Mr. Morley: The Policy Commission estimated that implementing its recommendations would cost approximately £500 million over three years. However, the cost of many of the recommendations would depend upon the precise way in which they were implemented.
My right hon. Friend the Prime Minister announced on 26 March a series of early actions as a first step towards implementing the report. In the early autumn, after discussion with all of those with an interest in food, farming, the environment and rural areas, the Government will produce a Strategy for Sustainable Food and Farming in England. This will incorporate a definitive response to all of the Policy Commission's recommendations.
Mrs. Ann Winterton: To ask the Secretary of State for Environment, Food and Rural Affairs what forms of financial assistance are available to farmers intending to grow flax; what assessment she has made of the levels of flax production in the UK; what percentage of agriculturally productive land was under flax in the last year for which figures are available; what steps her Department is taking to encourage flax production; and if she will make a statement. 

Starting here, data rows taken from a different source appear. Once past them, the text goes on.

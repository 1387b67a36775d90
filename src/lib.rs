//! # Asteroids Arcade
//!
//! Simulation core for a single-player asteroids game: a ship that rotates,
//! thrusts with screen wrap and fires at drifting asteroids across a fixed
//! sequence of levels, with lives, score and a local leaderboard.
//!
//! ## Architecture
//!
//! ```text
//! ┌─────────────────────────────────────────────────────────────┐
//! │                     ASTEROIDS ARCADE                         │
//! ├─────────────────────────────────────────────────────────────┤
//! │  core/           - Primitives                                │
//! │  ├── vec2.rs     - 2D vector, toroidal wrap                  │
//! │  └── rng.rs      - Seeded Xorshift128+ PRNG                  │
//! │                                                              │
//! │  config.rs       - Tuning constants (JSON overlay)           │
//! │                                                              │
//! │  game/           - Simulation (no clock, no IO)              │
//! │  ├── input.rs    - Key map and per-tick input state          │
//! │  ├── ship.rs     - Ship and projectiles                      │
//! │  ├── asteroid.rs - Asteroids                                 │
//! │  ├── collision.rs- Circle collision, first-match order       │
//! │  ├── wave.rs     - Wave spawning and placement               │
//! │  ├── state.rs    - Game state                                │
//! │  └── tick.rs     - Per-frame update                          │
//! │                                                              │
//! │  render.rs       - Drawing-surface capability and frames     │
//! │                                                              │
//! │  scores/         - Leaderboard over a key-value store        │
//! │  session/        - Session context and tick timer (tokio)    │
//! └─────────────────────────────────────────────────────────────┘
//! ```
//!
//! ## Data Flow
//!
//! Input events fold into an [`InputState`]; each tick applies it to the
//! ship, moves every entity, resolves collisions, then checks for a cleared
//! wave and for game over. The frame is drawn from the resulting state.
//!
//! All randomness comes from a seeded [`GameRng`], so a game built from the
//! same seed spawns the same waves.

#![warn(missing_docs)]
#![warn(clippy::all)]
#![deny(unsafe_code)]

pub mod core;
pub mod config;
pub mod game;
pub mod render;
pub mod scores;
pub mod session;

// Re-export commonly used types
pub use core::vec2::Vec2;
pub use core::rng::GameRng;
pub use config::{ConfigError, GameConfig};
pub use game::input::{GameplayMode, InputEvent, InputState, Key};
pub use game::state::{Bounds, GamePhase, GameState};
pub use render::{DrawingSurface, RecordingSurface};
pub use scores::{FileStore, KeyValueStore, Leaderboard, MemoryStore, ScoreEntry};
pub use session::{run_session, GameSession, RunLimit, SessionOutcome, SessionRequest};

/// Crate version
pub const VERSION: &str = env!("CARGO_PKG_VERSION");
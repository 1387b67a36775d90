//! Session Runner
//!
//! Drives a [`GameSession`] at the configured tick rate. Input arrives on an
//! mpsc channel and is drained before each tick, so events are only ever
//! read by the next tick. The loop stops when the game is won or lost;
//! dropping the receiver then detaches the input source.

use tokio::sync::mpsc;
use tokio::time::{interval, Instant, MissedTickBehavior};
use tracing::info;

use crate::game::input::InputEvent;
use crate::render::DrawingSurface;
use crate::scores::store::KeyValueStore;
use crate::session::session::{GameSession, SessionError, SessionOutcome};

/// Extra stop condition for a run.
#[derive(Debug, Clone, Copy, Default, PartialEq, Eq)]
pub enum RunLimit {
    /// Run until the game is won or lost
    #[default]
    Unlimited,
    /// Stop after this many ticks even if the game is still on
    Ticks(u64),
}

impl RunLimit {
    fn reached(self, ticks: u64) -> bool {
        match self {
            RunLimit::Unlimited => false,
            RunLimit::Ticks(max) => ticks >= max,
        }
    }
}

/// Run the session's tick loop to completion.
///
/// Ticks are never re-entered: a late tick is skipped rather than bursted.
pub async fn run_session<D, S>(
    session: &mut GameSession<D, S>,
    mut inputs: mpsc::Receiver<InputEvent>,
    limit: RunLimit,
) -> Result<SessionOutcome, SessionError>
where
    D: DrawingSurface,
    S: KeyValueStore,
{
    let tick_duration = session.config().tick_duration();
    let mut tick_interval = interval(tick_duration);
    tick_interval.set_missed_tick_behavior(MissedTickBehavior::Skip);

    let started = Instant::now();
    info!(session = %session.id(), ?tick_duration, "Session loop started");

    while !session.is_finished() && !limit.reached(session.state().tick) {
        tick_interval.tick().await;

        while let Ok(event) = inputs.try_recv() {
            session.handle_input(event);
        }

        session.step(started.elapsed())?;
    }

    // Detach the input source
    drop(inputs);

    let outcome = session.outcome();
    info!(
        session = %outcome.session_id,
        phase = ?outcome.phase,
        score = outcome.score,
        level = outcome.level,
        ticks = outcome.ticks,
        "Session loop stopped"
    );
    Ok(outcome)
}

Mr. Morley: Flax is eligible for aid under the Arable Area Payments Scheme (AAPS). Payments rates vary in different parts of the UK. In England the rate in 2001 was £270.88 per hectare. Aid is also payable on the tonnage of flax fibre produced by an authorised primary processor, the most recent rate being £55.67 per tonne.
Flax production in the UK built up during the early 1990s before falling back again, peaking at just over 20,000 hectares in 1996. In 2001, AAPS aid was claimed for 4,847 hectares of flax in the UK out of a total AAPS claim of 4,511,374 hectares, flax representing 0.1 per cent. of arable agriculturally productive land. The Census total for all agricultural land in the UK, excluding common rough grazing, is 17,323,000 hectares. Flax therefore represents around 0.03 per cent. of all agriculturally productive land.
The Government Industry Forum on Non-Food Crops, set up to evaluate opportunities for non-food crops and provide strategic advice to Government, has commissioned a case study on the potential for UK grown fibre crops in composite materials. We expect this report to be published in the summer.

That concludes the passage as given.